Les électeurs kosovars se sont rendus aux urnes dimanche pour des élections législatives anticipées, sans que ce scrutin ne mette fin à la crise politique qui paralyse le pays. La formation du premier ministre sortant, Albin Kurti, Vetëvendosje (VV), a certes remporté le vote, mais avec un score en recul qui l’empêche de constituer seule une majorité.

Selon les résultats disponibles, Vetëvendosje arrive en tête, mais enregistre une nette baisse par rapport à la précédente législature. Ce score réduit ouvre la voie à des négociations complexes pour former une coalition gouvernementale, dans un paysage politique fragmenté. Les partis d’opposition, qui ont eux aussi perdu des voix ou stagné, compliquent encore l’équation.
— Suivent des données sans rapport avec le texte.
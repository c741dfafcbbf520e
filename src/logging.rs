use anyhow::{Context, Result};
use std::path::{Path, PathBuf};
use tracing_subscriber::EnvFilter;

use crate::config::LoggingSettings;

/// Environment variable that overrides the configured filter.
pub const LOG_ENV: &str = "MEDIASCOUT_LOG";

const DEFAULT_FILTER: &str = "mediascout=info,warn";

/// Keeps the non-blocking file writer alive; drop it only at shutdown.
#[allow(dead_code)]
pub struct LogGuard(tracing_appender::non_blocking::WorkerGuard);

/// Initialize logging.
///
/// Logs go to stderr unless `log_file` is configured, in which case a daily-rolling
/// file is used and a guard is returned. Calling this twice is harmless.
pub fn init(settings: &LoggingSettings) -> Result<Option<LogGuard>> {
    let filter = build_filter(settings.filter.as_deref());

    let Some(raw_path) = settings.log_file.as_deref() else {
        tracing_subscriber::fmt()
            .with_env_filter(filter)
            .with_writer(std::io::stderr)
            .with_target(false)
            .try_init()
            .ok();
        return Ok(None);
    };

    let path = PathBuf::from(expand_tilde(raw_path));
    let (dir, file_name) = split_dir_and_name(&path)?;
    std::fs::create_dir_all(&dir)
        .with_context(|| format!("Failed to create log directory: {}", dir.display()))?;

    let appender = tracing_appender::rolling::daily(&dir, &file_name);
    let (writer, guard) = tracing_appender::non_blocking(appender);

    tracing_subscriber::fmt()
        .with_env_filter(filter)
        .with_ansi(false)
        .with_target(true)
        .with_writer(writer)
        .try_init()
        .ok(); // Already initialized (e.g. in tests)

    tracing::info!(log_dir = %dir.display(), file = %file_name, "writing logs to file");

    Ok(Some(LogGuard(guard)))
}

fn build_filter(configured: Option<&str>) -> EnvFilter {
    if let Ok(from_env) = EnvFilter::try_from_env(LOG_ENV) {
        return from_env;
    }
    configured
        .and_then(|directive| EnvFilter::try_new(directive).ok())
        .unwrap_or_else(|| EnvFilter::new(DEFAULT_FILTER))
}

fn expand_tilde(raw: &str) -> String {
    if raw == "~" || raw.starts_with("~/") {
        if let Some(home) = dirs::home_dir() {
            let suffix = raw.strip_prefix('~').unwrap_or("");
            return format!("{}{}", home.display(), suffix);
        }
    }
    raw.to_string()
}

fn split_dir_and_name(path: &Path) -> Result<(PathBuf, String)> {
    let dir = path
        .parent()
        .filter(|p| !p.as_os_str().is_empty())
        .map(Path::to_path_buf)
        .unwrap_or_else(|| PathBuf::from("."));
    let name = path
        .file_name()
        .and_then(|s| s.to_str())
        .context("Invalid log_file: not valid UTF-8")?
        .to_string();
    Ok((dir, name))
}

/// Best-effort redaction of secrets before upstream text reaches the logs.
///
/// Masks `sk-...` style keys and the values of `key=` / `apikey=` query parameters.
pub fn redact_secrets(input: &str) -> String {
    redact_query_keys(&redact_sk_keys(input))
}

fn redact_sk_keys(input: &str) -> String {
    let bytes = input.as_bytes();
    let mut out = String::with_capacity(input.len());
    let mut last = 0usize;
    let mut i = 0usize;

    while i < input.len() {
        if input[i..].starts_with("sk-") && i + 3 < input.len() {
            let end = token_end(bytes, i + 3);
            // Require a minimum length to reduce false positives.
            if end.saturating_sub(i + 3) >= 8 {
                out.push_str(&input[last..i]);
                out.push_str("sk-***REDACTED***");
                last = end;
                i = end;
                continue;
            }
        }
        i += input[i..].chars().next().map_or(1, char::len_utf8);
    }

    out.push_str(&input[last..]);
    out
}

fn redact_query_keys(input: &str) -> String {
    let mut out = String::with_capacity(input.len());
    let mut rest = input;

    while let Some(pos) = find_key_param(rest) {
        let (head, tail) = rest.split_at(pos);
        let eq = tail.find('=').map_or(tail.len(), |e| e + 1);
        out.push_str(head);
        out.push_str(&tail[..eq]);
        let value_end = token_end(tail.as_bytes(), eq);
        if value_end > eq {
            out.push_str("***");
        }
        rest = &tail[value_end..];
    }

    out.push_str(rest);
    out
}

/// Position of the next `key=` or `apikey=` that starts a query parameter.
fn find_key_param(s: &str) -> Option<usize> {
    let lower = s.to_ascii_lowercase();
    let mut from = 0;
    while from < lower.len() {
        let rel = ["key=", "apikey="]
            .iter()
            .filter_map(|needle| lower[from..].find(needle))
            .min()?;
        let pos = from + rel;
        let at_boundary = pos == 0 || matches!(lower.as_bytes()[pos - 1], b'?' | b'&');
        if at_boundary {
            return Some(pos);
        }
        from = pos + 1;
    }
    None
}

fn token_end(bytes: &[u8], start: usize) -> usize {
    let mut j = start;
    while j < bytes.len() {
        match bytes[j] {
            b'a'..=b'z' | b'A'..=b'Z' | b'0'..=b'9' | b'-' | b'_' | b'.' | b'%' => j += 1,
            _ => break,
        }
    }
    j
}

#[cfg(test)]
mod tests {
    use super::*;

    #[test]
    fn test_redacts_sk_keys() {
        let out = redact_secrets("bad key sk-abcdefghijklmnop provided");
        assert_eq!(out, "bad key sk-***REDACTED*** provided");
        // Too short to be a key
        assert_eq!(redact_secrets("sk-abc"), "sk-abc");
    }

    #[test]
    fn test_redacts_query_parameters() {
        let out = redact_secrets(
            "error sending request for url (https://www.googleapis.com/customsearch/v1?key=AIzaSy123&cx=abc&q=dune)",
        );
        assert_eq!(
            out,
            "error sending request for url (https://www.googleapis.com/customsearch/v1?key=***&cx=abc&q=dune)"
        );
        assert_eq!(
            redact_secrets("https://www.omdbapi.com/?t=Heat&apikey=deadbeef"),
            "https://www.omdbapi.com/?t=Heat&apikey=***"
        );
    }

    #[test]
    fn test_leaves_unrelated_text_alone() {
        let text = "monkey=1 and turkey=2 are not secrets";
        assert_eq!(redact_secrets(text), text);
    }

    #[test]
    fn test_split_dir_and_name() {
        let (dir, name) = split_dir_and_name(Path::new("/var/log/mediascout.log")).unwrap();
        assert_eq!(dir, PathBuf::from("/var/log"));
        assert_eq!(name, "mediascout.log");

        let (dir, _) = split_dir_and_name(Path::new("mediascout.log")).unwrap();
        assert_eq!(dir, PathBuf::from("."));
    }
}
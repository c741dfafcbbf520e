pub mod settings;

pub use settings::{
    Config, LlmProvider, LlmSettings, LoggingSettings, PosterSettings, SearchProviderKind,
    SearchSettings,
};

use anyhow::{Context, Result};
use std::fs;
use std::path::{Path, PathBuf};

/// Get the configuration file path
pub fn config_path() -> Result<PathBuf> {
    let config_dir = dirs::config_dir()
        .context("Failed to get config directory")?
        .join("mediascout");

    fs::create_dir_all(&config_dir).context("Failed to create config directory")?;

    Ok(config_dir.join("config.toml"))
}

/// Load configuration from the default location, or create it with defaults.
pub fn load_or_create_config() -> Result<Config> {
    load_or_create_config_at(&config_path()?)
}

/// Load configuration from `path`, writing a default file there if none exists.
pub fn load_or_create_config_at(path: &Path) -> Result<Config> {
    if path.exists() {
        let content = fs::read_to_string(path)
            .with_context(|| format!("Failed to read config file: {}", path.display()))?;
        let mut config: Config = toml::from_str(&content)
            .with_context(|| format!("Failed to parse config file: {}", path.display()))?;
        config.llm.fill_provider_defaults();
        Ok(config)
    } else {
        let config = Config::default();
        save_config_at(&config, path)?;
        tracing::info!(path = %path.display(), "created default config");
        Ok(config)
    }
}

/// Save configuration to the default location
pub fn save_config(config: &Config) -> Result<()> {
    save_config_at(config, &config_path()?)
}

pub fn save_config_at(config: &Config, path: &Path) -> Result<()> {
    if let Some(parent) = path.parent() {
        fs::create_dir_all(parent)
            .with_context(|| format!("Failed to create config directory: {}", parent.display()))?;
    }
    let content = toml::to_string_pretty(config).context("Failed to serialize config")?;
    fs::write(path, content)
        .with_context(|| format!("Failed to write config file: {}", path.display()))?;
    Ok(())
}
//! Command-line front end. Prints results as pretty JSON on stdout.

use crate::config::{self, Config, LlmProvider};
use crate::logging;
use crate::media::{MediaItem, MediaType};
use crate::service::MediaScout;
use anyhow::{anyhow, Context, Result};
use clap::{Parser, Subcommand};
use serde::Serialize;
use std::path::PathBuf;

#[derive(Parser, Debug)]
#[command(name = "mediascout")]
#[command(version, about = "Search-augmented AI lookup for books, films, series and more", long_about = None)]
pub struct Cli {
    #[command(subcommand)]
    pub command: Commands,

    /// Config file (default: <config dir>/mediascout/config.toml)
    #[arg(long, env = "MEDIASCOUT_CONFIG", global = true)]
    pub config: Option<PathBuf>,

    /// Override the chat endpoint for this run
    #[arg(long, global = true)]
    pub base_url: Option<String>,

    /// Override the model for this run
    #[arg(short = 'm', long, global = true)]
    pub model: Option<String>,
}

#[derive(Subcommand, Debug)]
pub enum Commands {
    /// Search for media works
    Search {
        /// Free-text query
        #[arg(required = true, num_args = 1..)]
        query: Vec<String>,

        /// Restrict results to one type (Book, Movie, "TV Series", Comic, "Short Drama", Music, Other)
        #[arg(short = 't', long = "type")]
        media_type: Option<String>,
    },
    /// Recommend currently trending titles
    Trending,
    /// Check catalog items (a JSON array of items) for new releases
    Updates {
        /// Path to the items file
        items: PathBuf,
    },
    /// Switch the language-model provider and save the config
    Provider {
        /// moonshot, openai, deepseek, qwen, google, mistral or custom
        name: String,
    },
    /// Print the config file location
    ConfigPath,
}

pub async fn run() -> Result<()> {
    let cli = Cli::parse();

    let path = match &cli.config {
        Some(path) => path.clone(),
        None => config::config_path()?,
    };
    let config = config::load_or_create_config_at(&path)?;
    let _log_guard = logging::init(&config.logging)?;

    let mut runtime = config.clone();
    runtime.llm = runtime.llm.with_overrides(cli.base_url.clone(), cli.model.clone());

    let scout = MediaScout::new();

    match cli.command {
        Commands::Search { query, media_type } => {
            let type_filter = media_type
                .as_deref()
                .map(|label| {
                    MediaType::parse(label).ok_or_else(|| anyhow!("Unknown media type: {label}"))
                })
                .transpose()?;
            let items = scout.search(&runtime, &query.join(" "), type_filter).await;
            print_json(&items)?;
        }
        Commands::Trending => {
            print_json(&scout.trending(&runtime).await)?;
        }
        Commands::Updates { items } => {
            let content = std::fs::read_to_string(&items)
                .with_context(|| format!("Failed to read items file: {}", items.display()))?;
            let items: Vec<MediaItem> = serde_json::from_str(&content)
                .with_context(|| format!("Failed to parse items file: {}", items.display()))?;
            print_json(&scout.check_updates(&runtime, &items).await)?;
        }
        Commands::Provider { name } => {
            let provider = LlmProvider::from_name(&name)
                .ok_or_else(|| anyhow!("Unknown provider: {name}"))?;
            let mut config: Config = config;
            config.llm.select_provider(provider);
            config::save_config_at(&config, &path)?;
            println!(
                "Provider set to {:?} ({} / {})",
                provider, config.llm.base_url, config.llm.model
            );
        }
        Commands::ConfigPath => {
            println!("{}", path.display());
        }
    }

    Ok(())
}

fn print_json<T: Serialize + ?Sized>(value: &T) -> Result<()> {
    let json = serde_json::to_string_pretty(value).context("Failed to serialize output")?;
    println!("{json}");
    Ok(())
}
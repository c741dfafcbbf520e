//! Media records produced by the query engine.

use chrono::{DateTime, Utc};
use serde::{Deserialize, Deserializer, Serialize};
use serde_json::Value;

/// Maximum cast entries kept per item.
pub const MAX_CAST: usize = 5;

/// Closed set of media types
#[derive(Debug, Clone, Copy, PartialEq, Eq, Hash, Default, Serialize, Deserialize)]
#[serde(from = "String", into = "String")]
pub enum MediaType {
    Book,
    Movie,
    TvSeries,
    Comic,
    ShortDrama,
    Music,
    #[default]
    Other,
}

impl MediaType {
    pub const ALL: [MediaType; 7] = [
        MediaType::Book,
        MediaType::Movie,
        MediaType::TvSeries,
        MediaType::Comic,
        MediaType::ShortDrama,
        MediaType::Music,
        MediaType::Other,
    ];

    /// Display label, also used on the wire
    pub fn label(&self) -> &'static str {
        match self {
            MediaType::Book => "Book",
            MediaType::Movie => "Movie",
            MediaType::TvSeries => "TV Series",
            MediaType::Comic => "Comic",
            MediaType::ShortDrama => "Short Drama",
            MediaType::Music => "Music",
            MediaType::Other => "Other",
        }
    }

    /// Lenient parse: case, spacing and a few common synonyms are ignored.
    pub fn parse(label: &str) -> Option<Self> {
        let normalized: String = label
            .chars()
            .filter(|c| c.is_alphanumeric())
            .flat_map(char::to_lowercase)
            .collect();
        match normalized.as_str() {
            "book" | "books" | "novel" => Some(MediaType::Book),
            "movie" | "movies" | "film" => Some(MediaType::Movie),
            "tvseries" | "tv" | "series" | "tvshow" => Some(MediaType::TvSeries),
            "comic" | "comics" | "manga" => Some(MediaType::Comic),
            "shortdrama" => Some(MediaType::ShortDrama),
            "music" | "album" => Some(MediaType::Music),
            "other" => Some(MediaType::Other),
            _ => None,
        }
    }
}

impl From<String> for MediaType {
    fn from(value: String) -> Self {
        MediaType::parse(&value).unwrap_or(MediaType::Other)
    }
}

impl From<MediaType> for String {
    fn from(value: MediaType) -> Self {
        value.label().to_string()
    }
}

impl std::fmt::Display for MediaType {
    fn fmt(&self, f: &mut std::fmt::Formatter<'_>) -> std::fmt::Result {
        f.write_str(self.label())
    }
}

/// Where an item sits in the user's catalog
#[derive(Debug, Clone, Copy, PartialEq, Eq, Default, Serialize, Deserialize)]
#[serde(from = "String", into = "String")]
pub enum CollectionStatus {
    #[default]
    ToWatch,
    Watched,
}

impl From<String> for CollectionStatus {
    fn from(value: String) -> Self {
        if value.trim().eq_ignore_ascii_case("watched") {
            CollectionStatus::Watched
        } else {
            CollectionStatus::ToWatch
        }
    }
}

impl From<CollectionStatus> for String {
    fn from(value: CollectionStatus) -> Self {
        match value {
            CollectionStatus::ToWatch => "To Watch".to_string(),
            CollectionStatus::Watched => "Watched".to_string(),
        }
    }
}

/// A record as the model wrote it, before ids and posters are attached.
///
/// Every field is optional and loosely typed: numbers where strings are expected,
/// comma-separated cast lists and `null`s are all accepted.
#[derive(Debug, Clone, Default, PartialEq, Deserialize)]
#[serde(rename_all = "camelCase", default)]
pub struct MediaDraft {
    #[serde(deserialize_with = "lenient_string")]
    pub title: String,

    #[serde(deserialize_with = "lenient_string")]
    pub director_or_author: String,

    #[serde(deserialize_with = "lenient_list")]
    pub cast: Vec<String>,

    #[serde(deserialize_with = "lenient_string")]
    pub description: String,

    #[serde(deserialize_with = "lenient_string")]
    pub release_date: String,

    #[serde(rename = "type", deserialize_with = "lenient_media_type")]
    pub media_type: MediaType,

    #[serde(deserialize_with = "lenient_bool")]
    pub is_ongoing: bool,

    #[serde(deserialize_with = "lenient_string")]
    pub latest_update_info: String,

    #[serde(deserialize_with = "lenient_string")]
    pub rating: String,
}

impl MediaDraft {
    /// Decode an extracted record. Records without a title are rejected.
    ///
    /// Fallback keys (`author`, `year`, ...) fill a canonical field only when the
    /// canonical key is missing or blank.
    pub fn from_record(record: Value) -> Option<Self> {
        match serde_json::from_value::<MediaDraft>(with_fallback_keys(record)) {
            Ok(draft) if !draft.title.trim().is_empty() => Some(draft),
            Ok(_) => {
                tracing::debug!("dropping record without a title");
                None
            }
            Err(e) => {
                tracing::debug!(error = %e, "dropping malformed record");
                None
            }
        }
    }

    /// Four-digit year from the release date, if present.
    pub fn year(&self) -> Option<&str> {
        release_year(&self.release_date)
    }
}

/// A finalized, catalog-ready item
#[derive(Debug, Clone, PartialEq, Serialize, Deserialize)]
#[serde(rename_all = "camelCase")]
pub struct MediaItem {
    pub id: String,
    pub title: String,
    #[serde(default)]
    pub director_or_author: String,
    #[serde(default)]
    pub cast: Vec<String>,
    #[serde(default)]
    pub description: String,
    #[serde(default)]
    pub release_date: String,
    #[serde(rename = "type", default)]
    pub media_type: MediaType,
    #[serde(default)]
    pub is_ongoing: bool,
    #[serde(default)]
    pub latest_update_info: String,
    #[serde(default)]
    pub rating: String,
    #[serde(default)]
    pub poster_url: String,
    #[serde(default)]
    pub user_rating: u8,
    #[serde(default)]
    pub status: CollectionStatus,
    #[serde(default = "Utc::now")]
    pub added_at: DateTime<Utc>,
}

impl MediaItem {
    /// Attach a fresh id, the resolved poster and default collection metadata.
    pub fn from_draft(draft: MediaDraft, poster_url: String) -> Self {
        let mut cast = draft.cast;
        cast.truncate(MAX_CAST);
        Self {
            id: uuid::Uuid::new_v4().to_string(),
            title: draft.title.trim().to_string(),
            director_or_author: draft.director_or_author,
            cast,
            description: draft.description,
            release_date: draft.release_date,
            media_type: draft.media_type,
            is_ongoing: draft.is_ongoing,
            latest_update_info: draft.latest_update_info,
            rating: draft.rating,
            poster_url,
            user_rating: 0,
            status: CollectionStatus::ToWatch,
            added_at: Utc::now(),
        }
    }

    pub fn year(&self) -> Option<&str> {
        release_year(&self.release_date)
    }
}

/// Latest-release information for a catalog item
#[derive(Debug, Clone, PartialEq, Eq, Serialize, Deserialize)]
#[serde(rename_all = "camelCase")]
pub struct UpdateInfo {
    pub id: String,
    pub latest_update_info: String,
    pub is_ongoing: bool,
}

/// One entry of a model's update report, keyed by title.
#[derive(Debug, Clone, Default, PartialEq, Deserialize)]
#[serde(rename_all = "camelCase", default)]
pub struct UpdateDraft {
    #[serde(deserialize_with = "lenient_string")]
    pub title: String,

    #[serde(deserialize_with = "lenient_string")]
    pub latest_update_info: String,

    #[serde(deserialize_with = "lenient_bool")]
    pub is_ongoing: bool,
}

impl UpdateDraft {
    pub fn from_record(record: Value) -> Option<Self> {
        serde_json::from_value::<UpdateDraft>(record)
            .ok()
            .filter(|draft| !draft.title.trim().is_empty())
    }
}

/// Canonical draft keys and the alternate names models use for them, in preference order.
const FALLBACK_KEYS: &[(&str, &[&str])] = &[
    ("directorOrAuthor", &["director", "author", "creator"]),
    ("releaseDate", &["year", "date"]),
    ("type", &["mediaType"]),
];

fn with_fallback_keys(record: Value) -> Value {
    let Value::Object(mut map) = record else {
        return record;
    };
    for (canonical, fallbacks) in FALLBACK_KEYS {
        if map.get(*canonical).is_some_and(|v| !is_blank(v)) {
            continue;
        }
        let fallback = fallbacks
            .iter()
            .find_map(|key| map.get(*key).filter(|v| !is_blank(v)).cloned());
        if let Some(value) = fallback {
            map.insert(canonical.to_string(), value);
        }
    }
    Value::Object(map)
}

fn is_blank(value: &Value) -> bool {
    match value {
        Value::Null => true,
        Value::String(s) => s.trim().is_empty(),
        _ => false,
    }
}

/// Leading year of "2024-05-01", "2024", "1999-2003" and the like.
pub fn release_year(date: &str) -> Option<&str> {
    let year = date.trim().split(['-', '/', ' ']).next()?.trim();
    (year.len() == 4 && year.chars().all(|c| c.is_ascii_digit())).then_some(year)
}

fn value_to_string(value: Value) -> String {
    match value {
        Value::Null => String::new(),
        Value::String(s) => s,
        Value::Bool(b) => b.to_string(),
        Value::Number(n) => n.to_string(),
        other => other.to_string(),
    }
}

fn lenient_string<'de, D>(deserializer: D) -> Result<String, D::Error>
where
    D: Deserializer<'de>,
{
    Ok(value_to_string(Value::deserialize(deserializer)?))
}

fn lenient_list<'de, D>(deserializer: D) -> Result<Vec<String>, D::Error>
where
    D: Deserializer<'de>,
{
    let list = match Value::deserialize(deserializer)? {
        Value::Array(items) => items.into_iter().map(value_to_string).collect(),
        Value::String(s) => s.split([',', '、', ';']).map(str::to_string).collect(),
        _ => Vec::new(),
    };
    Ok(list
        .into_iter()
        .map(|s| s.trim().to_string())
        .filter(|s| !s.is_empty())
        .collect())
}

fn lenient_bool<'de, D>(deserializer: D) -> Result<bool, D::Error>
where
    D: Deserializer<'de>,
{
    Ok(match Value::deserialize(deserializer)? {
        Value::Bool(b) => b,
        Value::String(s) => matches!(s.trim().to_ascii_lowercase().as_str(), "true" | "yes" | "1"),
        Value::Number(n) => n.as_i64().is_some_and(|n| n != 0),
        _ => false,
    })
}

fn lenient_media_type<'de, D>(deserializer: D) -> Result<MediaType, D::Error>
where
    D: Deserializer<'de>,
{
    Ok(match Value::deserialize(deserializer)? {
        Value::String(s) => MediaType::from(s),
        _ => MediaType::Other,
    })
}
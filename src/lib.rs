//! mediascout library
//!
//! Search-augmented media lookup: a bounded tool-calling exchange with an
//! OpenAI-compatible model, pluggable web search providers, JSON recovery and
//! cover image resolution.

pub mod agent;
pub mod cli;
pub mod config;
pub mod extract;
pub mod llm;
pub mod logging;
pub mod media;
pub mod poster;
pub mod search;
pub mod service;
pub mod tool;

pub use service::MediaScout;
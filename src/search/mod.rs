pub mod dispatcher;
pub mod providers;

pub use dispatcher::{SearchDispatcher, SearchOutcome};

use crate::config::SearchProviderKind;
use serde::{Deserialize, Serialize};

/// Upper bound on records any adapter returns.
pub const MAX_RESULTS: usize = 5;

/// Image hosts that serve pages rather than hotlinkable images.
const BLOCKED_IMAGE_HOSTS: &[&str] = &["instagram.com", "facebook.com", "twitter.com", "x.com"];

/// Search provider abstraction - one implementation per engine.
///
/// Adapters never panic and never leak transport errors as anything other than a
/// `SearchError`, whose `Display` text is what the model and operators see.
#[async_trait::async_trait]
pub trait SearchProvider: Send + Sync {
    /// Which engine this adapter talks to
    fn kind(&self) -> SearchProviderKind;

    /// Whether results can carry an image URL usable as a poster
    fn supports_images(&self) -> bool {
        false
    }

    /// Run a query and normalize the engine's response
    async fn search(
        &self,
        query: &str,
        credentials: &SearchCredentials,
    ) -> Result<Vec<SearchResult>, SearchError>;
}

/// Credentials for one search engine, taken from the config snapshot.
#[derive(Debug, Clone, Default, PartialEq, Eq)]
pub struct SearchCredentials {
    pub api_key: Option<String>,
    /// Secondary index id for curated-index engines (Google `cx`)
    pub index_id: Option<String>,
    /// Account login for engines that need one (Yandex `user`)
    pub user: Option<String>,
}

/// Individual search result, identical in shape for every engine
#[derive(Debug, Clone, PartialEq, Eq, Serialize, Deserialize)]
pub struct SearchResult {
    pub title: String,
    pub link: String,
    pub snippet: String,
    /// Provider label, e.g. "Google"
    pub source: String,
    #[serde(skip_serializing_if = "Option::is_none")]
    pub image: Option<String>,
}

/// Search-related errors. The display strings are surfaced verbatim to the model.
#[derive(Debug, Clone, PartialEq, Eq, thiserror::Error)]
pub enum SearchError {
    #[error("Error: {provider} Search configuration missing ({fields})")]
    MissingCredentials {
        provider: &'static str,
        fields: &'static str,
    },

    #[error("{provider} Search failed: {status}")]
    Http { provider: &'static str, status: String },

    #[error("{provider} Search error: {message}")]
    Network { provider: &'static str, message: String },

    #[error("No {provider} results found.")]
    NoResults { provider: &'static str },

    #[error("No {provider} results found (parsing may have failed or no results).")]
    ParseFailed { provider: &'static str },

    #[error("{provider} API Error: {message}")]
    Api { provider: &'static str, message: String },
}

impl SearchError {
    pub(crate) fn network(kind: SearchProviderKind, err: reqwest::Error) -> Self {
        SearchError::Network {
            provider: kind.label(),
            message: crate::logging::redact_secrets(&err.to_string()),
        }
    }

    pub(crate) fn http(kind: SearchProviderKind, status: reqwest::StatusCode) -> Self {
        SearchError::Http {
            provider: kind.label(),
            status: status
                .canonical_reason()
                .map(str::to_string)
                .unwrap_or_else(|| status.as_str().to_string()),
        }
    }
}

/// True when an image URL points at a social-media host.
pub fn is_blocked_image_host(url: &str) -> bool {
    let lower = url.to_ascii_lowercase();
    let host = lower
        .split("://")
        .nth(1)
        .unwrap_or(lower.as_str())
        .split(['/', '?', '#'])
        .next()
        .unwrap_or("")
        .rsplit('@')
        .next()
        .unwrap_or("")
        .split(':')
        .next()
        .unwrap_or("");
    BLOCKED_IMAGE_HOSTS
        .iter()
        .any(|blocked| host == *blocked || host.ends_with(&format!(".{blocked}")))
}

/// Keep an image URL only if it is non-empty and not on a blocked host.
pub(crate) fn usable_image(url: Option<&str>) -> Option<String> {
    let url = url?.trim();
    if url.is_empty() || is_blocked_image_host(url) {
        return None;
    }
    Some(url.to_string())
}

/// Decode the handful of entities search engines emit in titles and snippets.
pub fn decode_html_entities(input: &str) -> String {
    input
        .replace("&lt;", "<")
        .replace("&gt;", ">")
        .replace("&quot;", "\"")
        .replace("&#39;", "'")
        .replace("&#x27;", "'")
        .replace("&amp;", "&")
}

#[cfg(test)]
mod tests {
    use super::*;

    #[test]
    fn test_blocked_image_hosts() {
        assert!(is_blocked_image_host("https://www.instagram.com/p/abc"));
        assert!(is_blocked_image_host("https://x.com/someone/status/1"));
        assert!(is_blocked_image_host("http://FACEBOOK.com/photo.jpg"));
        assert!(!is_blocked_image_host("https://m.media-amazon.com/images/poster.jpg"));
        assert!(is_blocked_image_host("https://x.com:443/a.jpg"));
        assert!(is_blocked_image_host("https://user@www.facebook.com:8443/a.jpg"));
        // Host matching, not substring matching
        assert!(!is_blocked_image_host("https://cdn.box.com/poster.png"));
    }

    #[test]
    fn test_usable_image_rejects_empty_and_social() {
        assert_eq!(usable_image(None), None);
        assert_eq!(usable_image(Some("  ")), None);
        assert_eq!(usable_image(Some("https://twitter.com/a.jpg")), None);
        assert_eq!(
            usable_image(Some("https://img.example.org/a.jpg")),
            Some("https://img.example.org/a.jpg".to_string())
        );
    }

    #[test]
    fn test_decode_html_entities() {
        assert_eq!(
            decode_html_entities("Tom &amp; Jerry &lt;1940&gt; &quot;cat&quot; &#39;mouse&#39;"),
            "Tom & Jerry <1940> \"cat\" 'mouse'"
        );
        // Decoding happens once
        assert_eq!(decode_html_entities("&amp;lt;"), "&lt;");
    }

    #[test]
    fn test_error_strings() {
        let err = SearchError::MissingCredentials {
            provider: "Google",
            fields: "API Key or CX",
        };
        assert_eq!(err.to_string(), "Error: Google Search configuration missing (API Key or CX)");
        assert_eq!(
            SearchError::NoResults { provider: "Bing" }.to_string(),
            "No Bing results found."
        );
    }
}
pub mod openai;
pub mod types;

pub use openai::OpenAiClient;
pub use types::{Message, Role, ToolCall};

/// One chat-completions request, built from the config snapshot of a single call.
#[derive(Debug, Clone)]
pub struct ChatRequest {
    pub model: String,
    pub messages: Vec<Message>,
    pub temperature: f32,
    pub max_tokens: Option<u32>,
    /// Tool declarations; `tool_choice=auto` is sent only when this is present
    pub tools: Option<Vec<serde_json::Value>>,
}

/// Classified result of a transport call.
///
/// Rate limiting and missing tool support are recoverable and get their own variants so
/// the engine can apply its retry policy; everything else is an `LlmError`.
#[derive(Debug, Clone, PartialEq)]
pub enum ChatOutcome {
    Reply(Message),
    RateLimited { detail: String },
    ToolsUnsupported { detail: String },
}

/// Transport failures that end a conversation
#[derive(Debug, thiserror::Error)]
pub enum LlmError {
    #[error("API key is missing")]
    MissingApiKey,

    #[error("API endpoint is not configured")]
    MissingEndpoint,

    #[error("Network error: {0}")]
    Network(String),

    #[error("API request failed ({status}): {message}")]
    Api { status: u16, message: String },

    #[error("Invalid response: {0}")]
    InvalidResponse(String),
}

/// Language-model endpoint abstraction
#[async_trait::async_trait]
pub trait ChatBackend: Send + Sync {
    async fn complete(&self, request: &ChatRequest) -> Result<ChatOutcome, LlmError>;
}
Une participation en berne

Le scrutin a été marqué par un taux d’abstention très élevé, les électeurs ayant massivement boudé les urnes. Ce désaveu populaire traduit un profond désenchantement vis-à-vis de la classe politique, incapable de sortir le Kosovo de l’ornière institutionnelle. La paralysie des institutions dure en effet depuis seize mois, et ce nouveau scrutin n’a pas réussi à mobiliser.

Les partis d’opposition avaient appelé au boycott, estimant que le gouvernement sortant ne garantissait pas des conditions électorales équitables. Cette stratégie semble avoir porté ses fruits, contribuant à la faible participation et à l’érosion du score de la coalition au pouvoir.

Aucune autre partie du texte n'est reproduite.